Stored dataset items:
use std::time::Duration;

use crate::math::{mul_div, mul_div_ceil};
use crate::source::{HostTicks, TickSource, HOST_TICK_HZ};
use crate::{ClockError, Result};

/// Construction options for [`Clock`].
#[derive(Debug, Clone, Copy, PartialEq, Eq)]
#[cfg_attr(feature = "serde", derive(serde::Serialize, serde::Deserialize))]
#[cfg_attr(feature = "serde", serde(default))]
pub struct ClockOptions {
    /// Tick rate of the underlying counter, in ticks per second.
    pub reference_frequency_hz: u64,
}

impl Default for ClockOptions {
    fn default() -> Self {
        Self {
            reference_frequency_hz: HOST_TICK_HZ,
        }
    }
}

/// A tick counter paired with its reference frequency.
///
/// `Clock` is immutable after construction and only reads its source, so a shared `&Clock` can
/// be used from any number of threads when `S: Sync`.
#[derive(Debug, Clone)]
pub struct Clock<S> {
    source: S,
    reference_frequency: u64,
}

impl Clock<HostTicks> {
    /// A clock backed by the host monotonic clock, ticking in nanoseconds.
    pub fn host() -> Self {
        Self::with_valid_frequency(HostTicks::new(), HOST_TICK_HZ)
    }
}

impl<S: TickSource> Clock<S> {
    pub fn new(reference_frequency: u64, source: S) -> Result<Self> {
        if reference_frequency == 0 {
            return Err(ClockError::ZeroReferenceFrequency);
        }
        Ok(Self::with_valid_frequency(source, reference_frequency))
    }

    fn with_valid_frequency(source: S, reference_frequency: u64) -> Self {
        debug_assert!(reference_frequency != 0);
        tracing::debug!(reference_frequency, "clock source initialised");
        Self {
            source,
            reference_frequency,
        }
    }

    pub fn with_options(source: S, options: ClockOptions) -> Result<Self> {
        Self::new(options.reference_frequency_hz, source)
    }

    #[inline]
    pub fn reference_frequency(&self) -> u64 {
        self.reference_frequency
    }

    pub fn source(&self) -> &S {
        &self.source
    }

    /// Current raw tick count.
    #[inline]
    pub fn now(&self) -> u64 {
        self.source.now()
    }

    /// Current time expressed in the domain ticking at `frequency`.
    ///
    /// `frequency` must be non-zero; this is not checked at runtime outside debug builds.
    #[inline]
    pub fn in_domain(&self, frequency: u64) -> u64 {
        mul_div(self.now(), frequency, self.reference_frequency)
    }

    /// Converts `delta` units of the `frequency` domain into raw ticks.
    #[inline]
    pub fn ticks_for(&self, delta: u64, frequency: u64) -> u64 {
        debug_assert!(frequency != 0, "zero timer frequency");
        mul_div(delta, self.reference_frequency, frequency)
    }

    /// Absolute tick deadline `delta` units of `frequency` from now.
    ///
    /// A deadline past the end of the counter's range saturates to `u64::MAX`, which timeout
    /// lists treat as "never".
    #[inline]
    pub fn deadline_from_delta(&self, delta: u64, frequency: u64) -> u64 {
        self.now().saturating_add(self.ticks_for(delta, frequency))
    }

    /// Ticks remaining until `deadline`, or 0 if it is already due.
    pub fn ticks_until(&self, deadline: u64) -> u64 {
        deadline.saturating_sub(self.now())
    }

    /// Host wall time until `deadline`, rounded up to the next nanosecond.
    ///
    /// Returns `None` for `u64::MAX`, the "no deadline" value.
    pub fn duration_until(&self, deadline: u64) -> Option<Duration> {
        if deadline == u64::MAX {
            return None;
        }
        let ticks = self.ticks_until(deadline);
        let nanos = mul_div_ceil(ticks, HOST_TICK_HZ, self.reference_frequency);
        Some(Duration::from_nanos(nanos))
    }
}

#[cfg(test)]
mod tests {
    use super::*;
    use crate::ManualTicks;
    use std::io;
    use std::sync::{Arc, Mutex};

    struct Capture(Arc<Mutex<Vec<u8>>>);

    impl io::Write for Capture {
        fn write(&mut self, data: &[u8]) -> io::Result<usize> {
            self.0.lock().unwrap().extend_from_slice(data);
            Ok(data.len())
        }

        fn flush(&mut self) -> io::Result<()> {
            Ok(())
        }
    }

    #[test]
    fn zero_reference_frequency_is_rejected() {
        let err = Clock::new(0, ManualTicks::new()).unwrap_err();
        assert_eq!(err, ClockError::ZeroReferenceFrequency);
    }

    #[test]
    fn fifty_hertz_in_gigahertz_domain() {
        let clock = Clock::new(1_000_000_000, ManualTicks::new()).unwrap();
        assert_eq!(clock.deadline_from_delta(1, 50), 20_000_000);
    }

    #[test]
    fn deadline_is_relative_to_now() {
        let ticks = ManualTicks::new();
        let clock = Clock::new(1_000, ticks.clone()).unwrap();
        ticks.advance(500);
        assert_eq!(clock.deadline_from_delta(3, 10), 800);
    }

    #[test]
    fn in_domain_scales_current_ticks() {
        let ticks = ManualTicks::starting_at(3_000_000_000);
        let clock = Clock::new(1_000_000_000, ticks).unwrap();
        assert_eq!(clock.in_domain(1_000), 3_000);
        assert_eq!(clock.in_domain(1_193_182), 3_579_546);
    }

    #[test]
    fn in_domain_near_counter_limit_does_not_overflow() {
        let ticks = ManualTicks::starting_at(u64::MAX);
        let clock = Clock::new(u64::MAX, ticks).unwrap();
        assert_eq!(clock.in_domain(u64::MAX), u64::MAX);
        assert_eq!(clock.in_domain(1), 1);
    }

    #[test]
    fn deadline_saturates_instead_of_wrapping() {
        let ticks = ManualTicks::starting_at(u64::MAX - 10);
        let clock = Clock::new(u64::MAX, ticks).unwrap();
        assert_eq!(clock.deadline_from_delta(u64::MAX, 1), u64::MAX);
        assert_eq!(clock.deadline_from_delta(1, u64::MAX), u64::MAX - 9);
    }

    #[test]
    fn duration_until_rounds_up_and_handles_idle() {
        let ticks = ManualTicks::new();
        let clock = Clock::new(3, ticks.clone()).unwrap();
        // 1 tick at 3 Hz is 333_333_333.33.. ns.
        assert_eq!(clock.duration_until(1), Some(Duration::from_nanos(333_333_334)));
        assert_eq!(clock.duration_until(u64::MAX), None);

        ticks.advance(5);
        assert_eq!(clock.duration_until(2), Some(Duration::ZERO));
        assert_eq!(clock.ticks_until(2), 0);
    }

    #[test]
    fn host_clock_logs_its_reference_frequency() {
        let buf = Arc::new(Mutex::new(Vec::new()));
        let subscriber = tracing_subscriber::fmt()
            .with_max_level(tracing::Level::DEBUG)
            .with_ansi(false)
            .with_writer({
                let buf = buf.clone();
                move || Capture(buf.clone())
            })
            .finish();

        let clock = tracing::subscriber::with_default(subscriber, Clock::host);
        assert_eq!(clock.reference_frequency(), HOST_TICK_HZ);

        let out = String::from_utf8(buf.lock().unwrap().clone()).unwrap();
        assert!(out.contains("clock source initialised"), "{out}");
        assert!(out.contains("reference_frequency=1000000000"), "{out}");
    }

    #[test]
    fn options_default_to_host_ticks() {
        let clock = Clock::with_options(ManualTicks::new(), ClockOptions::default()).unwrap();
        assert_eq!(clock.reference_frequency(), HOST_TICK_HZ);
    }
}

:: GOAL OF THE EXERCISE ::
Nothing but the lines from the one that contains "out = String::from_utf8(buf.lock().unwrap().clone()).unwrap();" through the last line of the entries should appear in your reply, each repeated exactly.

:: SOLUTION FOR THIS PROBLEM ::
        let out = String::from_utf8(buf.lock().unwrap().clone()).unwrap();
        assert!(out.contains("clock source initialised"), "{out}");
        assert!(out.contains("reference_frequency=1000000000"), "{out}");
    }

    #[test]
    fn options_default_to_host_ticks() {
        let clock = Clock::with_options(ManualTicks::new(), ClockOptions::default()).unwrap();
        assert_eq!(clock.reference_frequency(), HOST_TICK_HZ);
    }
}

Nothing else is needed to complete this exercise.